By the end of this notebook, you will be able to:

1. **Define** and **explain** the 8 types of transparency in distributed systems
2. **Compare** different distributed system architectures (Workstation-Server, Processor Pool)
3. **Implement** transparency mechanisms in Python
4. **Analyze** transparency trade-offs in real-world systems
5. **Design** distributed applications with appropriate transparency levels

---

## 1. What is Transparency?

### Definition

> **Transparency means hiding the details of distribution from users and applications, making the distributed system appear as a single coherent system.**

### Goal

**Reduce the burden on developers** so they can focus on business logic rather than dealing with the complexity of distribution.

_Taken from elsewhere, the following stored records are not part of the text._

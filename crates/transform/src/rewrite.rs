//! Path rewriter
//!
//! Rules run in declared order against the record's path:
//!
//! - `copy = false`: the path is replaced in place, later rules see the new path
//! - `copy = true`: a copy with the new path is appended, the original is kept
//!
//! Copies are never rewritten further. The output always starts with the
//! (possibly rewritten) original, followed by copies in the order they were
//! produced.

use regex::Regex;
use relay_config::RewritesConfig;
use relay_protocol::Record;

use crate::error::RewriteError;

/// One compiled rewrite rule
#[derive(Debug, Clone)]
pub struct Rewrite {
    from: Regex,
    to: String,
    copy: bool,
}

impl Rewrite {
    /// Compile a rule
    pub fn new(from: &str, to: impl Into<String>, copy: bool) -> Result<Self, RewriteError> {
        let regex = Regex::new(from).map_err(|e| RewriteError::invalid_regex(0, from, e))?;
        Ok(Self {
            from: regex,
            to: to.into(),
            copy,
        })
    }

    /// New path if the rule matches `path`
    #[inline]
    fn rewrite(&self, path: &str) -> Option<String> {
        if !self.from.is_match(path) {
            return None;
        }
        Some(self.from.replace_all(path, self.to.as_str()).into_owned())
    }

    #[inline]
    pub fn is_copy(&self) -> bool {
        self.copy
    }

    #[inline]
    pub fn pattern(&self) -> &str {
        self.from.as_str()
    }
}

/// Ordered set of compiled rewrite rules
///
/// Immutable after construction and shared by all workers.
#[derive(Debug, Clone, Default)]
pub struct Rewriter {
    rules: Vec<Rewrite>,
}

impl Rewriter {
    /// Rewriter with no rules (identity)
    pub fn empty() -> Self {
        Self::default()
    }

    /// Build from already compiled rules
    pub fn new(rules: Vec<Rewrite>) -> Self {
        Self { rules }
    }

    /// Compile every rule of a rewrites file
    ///
    /// Fails on the first pattern that does not compile, so a bad regex is
    /// caught at startup instead of on the record path.
    pub fn from_config(config: &RewritesConfig) -> Result<Self, RewriteError> {
        let mut rules = Vec::with_capacity(config.rewrites.len());

        for (index, rewrite) in config.rewrites.iter().enumerate() {
            let from = rewrite
                .from
                .as_deref()
                .ok_or_else(|| RewriteError::missing_field(index, "from"))?;
            let to = rewrite
                .to
                .as_deref()
                .ok_or_else(|| RewriteError::missing_field(index, "to"))?;

            let regex =
                Regex::new(from).map_err(|e| RewriteError::invalid_regex(index, from, e))?;
            rules.push(Rewrite {
                from: regex,
                to: to.to_owned(),
                copy: rewrite.copy,
            });
        }

        tracing::debug!(rules = rules.len(), "rewriter compiled");
        Ok(Self { rules })
    }

    #[inline]
    pub fn is_empty(&self) -> bool {
        self.rules.is_empty()
    }

    #[inline]
    pub fn len(&self) -> usize {
        self.rules.len()
    }

    /// Rewrite `record`, appending the results to `out`
    ///
    /// Workers reuse `out` across records to avoid an allocation per line.
    /// Returns the number of records appended (at least 1).
    pub fn apply_into(&self, mut record: Record, out: &mut Vec<Record>) -> usize {
        let first = out.len();

        for rule in &self.rules {
            let Some(path) = rule.rewrite(record.path()) else {
                continue;
            };
            if rule.copy {
                out.push(record.with_path(path));
            } else {
                record.set_path(path);
            }
        }

        // Original goes ahead of its copies; a plain push when there are none
        out.insert(first, record);
        out.len() - first
    }

    /// Rewrite `record` into a fresh vector
    pub fn apply(&self, record: Record) -> Vec<Record> {
        let mut out = Vec::with_capacity(1);
        self.apply_into(record, &mut out);
        out
    }
}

### The 8 Types of Transparency

| Type | Description | Example |
|------|-------------|----------|
| **Access** | Local and remote resources accessed with same operations | `file.read()` works for local and network files |
| **Location** | Resources accessed without knowledge of their location | URL instead of physical server IP |
| **Concurrency** | Multiple processes can use shared objects without interference | Database transactions |
| **Replication** | Multiple copies of resources without visible effects | CDN content copies |
| **Failure** | Faults concealed, system continues despite failures | Auto-failover to backup server |
| **Migration** | Resources can move without affecting operations | Live VM migration |
| **Performance** | System reconfigures to improve performance as load varies | Auto-scaling |
| **Scaling** | System expands without changing structure/algorithms | Add nodes without code changes |

In [None]:
# Setup
import numpy as np
import matplotlib.pyplot as plt
import time
import random
from datetime import datetime
import threading

%matplotlib inline
np.random.seed(42)

## 2. Access Transparency

**Definition**: Local and remote objects accessed with the same operations.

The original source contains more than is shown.